Well, the office wasn’t hard to find. Just look up. Bold as a headline: “Park Record Building.” I parked. 

First days are always bewildering, and humbling. Probably as it should be. Big notions of glory to come collided Monday morning with three brass keys atop a sunlit desk in a stranger’s office, now mine. What are these? I’d have to ask. 

I know I’ll have to ask a lot. But at least I’ve done this before, facing the newborn’s awesome task to learn to crawl, to walk, while hardly believing in the possibility of someday sprinting. 

Most recent was a year ago in Aspen, following a lawsuit against the paper that in essence emptied a newsroom and precipitated a community’s crisis of confidence in what had been the dominant of two daily papers.  
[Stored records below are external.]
// engine.rs
// Boundary operations: list archetypes and evaluate one against an input set

use once_cell::sync::Lazy;
use serde::Serialize;
use tracing::debug;

use crate::config::EngineConfig;
use crate::error::EngineError;
use crate::experiment::{
    curve, formula, validate, Catalog, Curve, ExperimentArchetype, InputField, InputSet, KindTag,
    ScalarResult, BUILTIN_CATALOG,
};

/// What a selection control needs to know about an archetype.
#[derive(Clone, Debug, PartialEq, Serialize)]
pub struct ArchetypeSummary {
    pub id: String,
    pub name: String,
    pub kind: KindTag,
    pub required_input_fields: Vec<InputField>,
    pub independent_axis_label: String,
}

impl From<&ExperimentArchetype> for ArchetypeSummary {
    fn from(archetype: &ExperimentArchetype) -> Self {
        Self {
            id: archetype.id.clone(),
            name: archetype.name.clone(),
            kind: archetype.kind.tag(),
            required_input_fields: archetype.required_input_fields().to_vec(),
            independent_axis_label: archetype.independent_axis_label().to_string(),
        }
    }
}

/// Successful evaluation. Scalars and curve always come from the same inputs.
#[derive(Clone, Debug, PartialEq, Serialize)]
pub struct Evaluation {
    pub archetype_id: String,
    pub scalars: ScalarResult,
    pub curve: Curve,
}

/// Stateless evaluator over a fixed catalog.
#[derive(Clone, Debug)]
pub struct Engine {
    catalog: Catalog,
    config: EngineConfig,
}

impl Default for Engine {
    fn default() -> Self {
        Self::new(BUILTIN_CATALOG.clone(), EngineConfig::default())
    }
}

impl Engine {
    pub fn new(catalog: Catalog, config: EngineConfig) -> Self {
        Self { catalog, config }
    }

    /// Built-in catalog with a custom sampling density.
    pub fn with_step_count(step_count: usize) -> Self {
        Self::new(BUILTIN_CATALOG.clone(), EngineConfig { step_count })
    }

    pub fn catalog(&self) -> &Catalog {
        &self.catalog
    }

    pub fn config(&self) -> &EngineConfig {
        &self.config
    }

    pub fn list_archetypes(&self) -> Vec<ArchetypeSummary> {
        self.catalog.iter().map(ArchetypeSummary::from).collect()
    }

    pub fn evaluate(&self, archetype_id: &str, inputs: &InputSet) -> Result<Evaluation, EngineError> {
        let archetype = self.catalog.find_by_id(archetype_id)?;
        self.evaluate_archetype(archetype, inputs)
    }

    /// Validate, then compute scalars and curve. Nothing is computed on rejection.
    pub fn evaluate_archetype(
        &self,
        archetype: &ExperimentArchetype,
        inputs: &InputSet,
    ) -> Result<Evaluation, EngineError> {
        let conditions = validate(archetype, inputs).map_err(|err| {
            debug!(archetype = %archetype.id, kind = %err.kind, "rejected inputs");
            err
        })?;

        let scalars = formula::evaluate(&conditions);
        let curve = curve::sample(archetype, &conditions, self.config.step_count);
        debug!(
            archetype = %archetype.id,
            actual_potential = scalars.actual_potential,
            points = curve.len(),
            "evaluated experiment"
        );

        Ok(Evaluation {
            archetype_id: archetype.id.clone(),
            scalars,
            curve,
        })
    }
}

pub static DEFAULT_ENGINE: Lazy<Engine> = Lazy::new(Engine::default);

/// `Engine::list_archetypes` over the built-in catalog.
pub fn list_archetypes() -> Vec<ArchetypeSummary> {
    DEFAULT_ENGINE.list_archetypes()
}

/// `Engine::evaluate` over the built-in catalog with the default step count.
pub fn evaluate(archetype_id: &str, inputs: &InputSet) -> Result<Evaluation, EngineError> {
    DEFAULT_ENGINE.evaluate(archetype_id, inputs)
}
Perfect. Looked like fun. I’d get to be all the king’s men with Humpty Dumpty, summon the phoenix, go like hell. All these visions of white horses, lances, charging at the other paper, tip up, aim true. And then day one arrived: a dark, nearly empty newsroom, software I didn’t know yet, tomorrow’s paper to put out. Get busy, bub.

This quest at the Park Record is not that. Not at all. We’re aiming to unlock what will work best in community journalism in an age when 2,200 newspapers have died in the past dozen or so years, many others have become zombies as investors suck out their last life juice, and nearly all the remaining survivors must run lean, anorexic. Only a few show signs of fresh green growth amid a hillside burned to the quick, hot and black.

Now I get to follow helping preserve daily newspaper competition in the last small town where it still exists by joining an effort to replant the fourth branch of democracy in sterilized soil. For people like me, it doesn’t get more exciting than that.

Park City looks like the perfect laboratory with a well-stocked local NPR station and online-only entity to go with the ol’ reliable paper printing since 1880. I’m partial to the ski towns — here, Aspen, Lake Tahoe, that Voldemort Vail. Besides skiing and outdoor orientation, or because of it, the energy is higher in these places. We’re fitter, perhaps smarter, approach life a little differently. 

I think the ski towns also have more fun. Maybe it’s that we know fun includes plenty of pain in the form of a good burn in the thighs and lungs to crest that next big hill, ready access to an adrenaline rush one ski run beyond our current ability. 

My company of the time when I took on Truckee said it would be OK to close the shop, add to the mounting toll, as reorganization became necessary, running in the red no longer an option. 

That was my hardest day one. I knew how to put out the next edition. Could we keep the paper alive?

We did. With the benefit of time, we learned we could keep it going, even thriving, and so far it has survived the pandemic, somewhat to my happy surprise. To survive, I had to figure out how to be an ad director, far outside my boundaries. It was necessary.

A key, then, is necessity. Big dreams may get you through the front door, key No. 1. But day one strips all that to studs. Funny, how those memories of the past get a little gauzy about this reality — a helpless frustration, budding anxiety, finding yourself set suddenly among new colleagues, these strangers, so confident and knowledgeable, holding another key. 

Well, I love it. There’s a paper to put out. I have to trust all will become clearer and clearer. And so faith will unlock this next door.

Three keys on the desk. I asked and we figured this out. No. 1, No. 2 and M. Front door, Park Record office door, and men’s room. Necessity, people, faith. I stopped short of lining these up too closely, instead declaring this a good start.